En Argentine, les coups de rabot sont tout aussi brutaux et déjà largement ressentis dans l’enseignement supérieur et la recherche. Le gouvernement Milei, via son ministre de la Dérégulation, prépare en effet un décret qui «viserait à réduire le budget de l’organisation, à limiter le nombre de nouvelles recrues dans la carrière de chercheur ou chercheuse et à modifier son système de financement». Cela pourrait compromettre gravement le développement de projets de recherche dans de multiples disciplines, et affecter à la fois les chercheur·ses établi·es et les jeunes scientifiques qui sont formés et qui prévoient de poursuivre leur carrière en Argentine.

L’Observatoire des atteintes à la liberté académique (Oala) tient à alerter sur ces atteintes extrêmement graves faites à la recherche et à l’enseignement supérieur : au-delà des scientifiques, c’est la démocratie qui est attaquée. Comme le montre le Liberal Democracy Index, les pays où la liberté académique régresse sont aussi ceux où les droits humains, le pluralisme, la paix mais aussi les institutions démocratiques sont menacés. Si elles ne sont pas aussi spectaculaires que dans les Amériques, de semblables menaces pèsent également en Europe. Le cas de la France est à ce titre exemplaire : l’Enseignement supérieur et la Recherche vient de voir son budget amputé de près de 1,2 milliard d’euros ; la direction du CNRS entend, à travers l’annonce récente de la désignation de «Key Labs», soit une poignée de laboratoires «clés» sur lesquels seraient concentrées les ressources matérielles et humaines, priver la plupart des laboratoires de sa tutelle ; le Haut Conseil de l’évaluation de la recherche et de l’enseignement supérieur (HCÉRES), agence chargée de contrôler la «qualité» des laboratoires comme des formations, au cours de différentes «vagues» qui se font par roulement, a, lors de la dernière d’entre elles (la vague «E») émis de manière inédite une pluie d’avis défavorables ou réservés sur un très grand nombre de formations (licences et masters) dans des universités qui correspondent globalement aux territoires appauvris de la République (Mayotte, Réunion mais aussi Nanterre, Créteil, Amiens, Vincennes Saint-Denis, etc.), provoquant stupeur et fortes inquiétudes parmi les collègues concernés.

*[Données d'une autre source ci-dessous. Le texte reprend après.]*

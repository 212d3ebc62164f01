use std::env;
use std::time::Duration;

use rust_decimal::Decimal;

use crate::error::AppError;

#[derive(Debug, Clone)]
pub struct Config {
    pub http_port: u16,
    pub log_level: String,
    /// `compact` or `json`.
    pub log_format: String,
    pub socket_host: String,
    pub socket_port: u16,
    /// Full relay URL; takes precedence over `socket_host`/`socket_port`.
    pub event_relay_url: Option<String>,
    pub razorpay_key_id: String,
    pub razorpay_key_secret: String,
    pub razorpay_orders_url: String,
    pub jwks_url: String,
    /// Minimum gap between key set refetches triggered by unknown key ids.
    pub jwks_refresh_cooldown_ms: u64,
    pub search_radius_km: f64,
    pub fare_base: Decimal,
    pub fare_per_km: Decimal,
    pub http_timeout_ms: u64,
    pub dispatch_queue_size: usize,
    pub dispatch_max_attempts: u32,
    pub dispatch_backoff_ms: u64,
}

impl Default for Config {
    fn default() -> Self {
        Self {
            http_port: 8080,
            log_level: "info".to_string(),
            log_format: "compact".to_string(),
            socket_host: "localhost".to_string(),
            socket_port: 9092,
            event_relay_url: None,
            razorpay_key_id: String::new(),
            razorpay_key_secret: String::new(),
            razorpay_orders_url: "https://api.razorpay.com/v1/orders".to_string(),
            jwks_url: "http://localhost:3001/.well-known/jwks.json".to_string(),
            jwks_refresh_cooldown_ms: 30_000,
            search_radius_km: 5.0,
            fare_base: Decimal::from(25),
            fare_per_km: Decimal::from(8),
            http_timeout_ms: 5_000,
            dispatch_queue_size: 1024,
            dispatch_max_attempts: 3,
            dispatch_backoff_ms: 100,
        }
    }
}

impl Config {
    pub fn from_env() -> Result<Self, AppError> {
        let _ = dotenvy::dotenv();
        let defaults = Self::default();

        Ok(Self {
            http_port: parse_or_default("HTTP_PORT", defaults.http_port)?,
            log_level: env::var("LOG_LEVEL").unwrap_or(defaults.log_level),
            log_format: env::var("LOG_FORMAT").unwrap_or(defaults.log_format),
            socket_host: env::var("SOCKET_HOST").unwrap_or(defaults.socket_host),
            socket_port: parse_or_default("SOCKET_PORT", defaults.socket_port)?,
            event_relay_url: env::var("EVENT_RELAY_URL").ok(),
            razorpay_key_id: env::var("RAZORPAY_KEY_ID").unwrap_or(defaults.razorpay_key_id),
            razorpay_key_secret: env::var("RAZORPAY_KEY_SECRET")
                .unwrap_or(defaults.razorpay_key_secret),
            razorpay_orders_url: env::var("RAZORPAY_ORDERS_URL")
                .unwrap_or(defaults.razorpay_orders_url),
            jwks_url: env::var("JWKS_URL").unwrap_or(defaults.jwks_url),
            jwks_refresh_cooldown_ms: parse_or_default(
                "JWKS_REFRESH_COOLDOWN_MS",
                defaults.jwks_refresh_cooldown_ms,
            )?,
            search_radius_km: parse_or_default("SEARCH_RADIUS_KM", defaults.search_radius_km)?,
            fare_base: parse_or_default("FARE_BASE", defaults.fare_base)?,
            fare_per_km: parse_or_default("FARE_PER_KM", defaults.fare_per_km)?,
            http_timeout_ms: parse_or_default("HTTP_TIMEOUT_MS", defaults.http_timeout_ms)?,
            dispatch_queue_size: parse_or_default(
                "DISPATCH_QUEUE_SIZE",
                defaults.dispatch_queue_size,
            )?,
            dispatch_max_attempts: parse_or_default(
                "DISPATCH_MAX_ATTEMPTS",
                defaults.dispatch_max_attempts,
            )?,
            dispatch_backoff_ms: parse_or_default(
                "DISPATCH_BACKOFF_MS",
                defaults.dispatch_backoff_ms,
            )?,
        })
    }

    pub fn relay_url(&self) -> String {
        match &self.event_relay_url {
            Some(url) => url.clone(),
            None => format!("http://{}:{}/emit", self.socket_host, self.socket_port),
        }
    }

    pub fn http_timeout(&self) -> Duration {
        Duration::from_millis(self.http_timeout_ms)
    }
}

fn parse_or_default<T>(key: &str, default: T) -> Result<T, AppError>
where
    T: std::str::FromStr,
    T::Err: std::fmt::Display,
{
    match env::var(key) {
        Ok(raw) => raw
            .parse::<T>()
            .map_err(|err| AppError::Internal(format!("invalid {key}: {err}"))),
        Err(_) => Ok(default),
    }
}

#[cfg(test)]
mod tests {
    use super::Config;

    #[test]
    fn relay_url_is_built_from_socket_host_and_port() {
        let config = Config {
            socket_host: "relay.internal".to_string(),
            ..Config::default()
        };
        assert_eq!(config.relay_url(), "http://relay.internal:9092/emit");
    }

    #[test]
    fn explicit_relay_url_wins() {
        let config = Config {
            event_relay_url: Some("http://127.0.0.1:4000/emit".to_string()),
            ..Config::default()
        };
        assert_eq!(config.relay_url(), "http://127.0.0.1:4000/emit");
    }
}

L’Oala affirme son soutien aux universitaires basés·es aux Etats-Unis et en Argentine et appelle les instances de l’enseignement supérieur et de la recherche française à se mobiliser le 7 mars prochain, aux côtés de la communauté scientifique, pour rejoindre le mouvement Stand up for Science initié aux Etats-Unis.

(1) Voir l’article d’ Emmanuel Clévenot : « Femme», «climat»… Trump interdit des mots dans les articles scientifiques,Reporterre, 12 février 2025.

(2) Voir l’article de Jacob Rampino , «DeSantis appoints controversial trustees to UWF board, including anti-DEI advocate», 2 février 2025.

(3) Sur la situation états-unienne, lire l’entretien récemment accordé par Joan Scott à la revue Mouvements.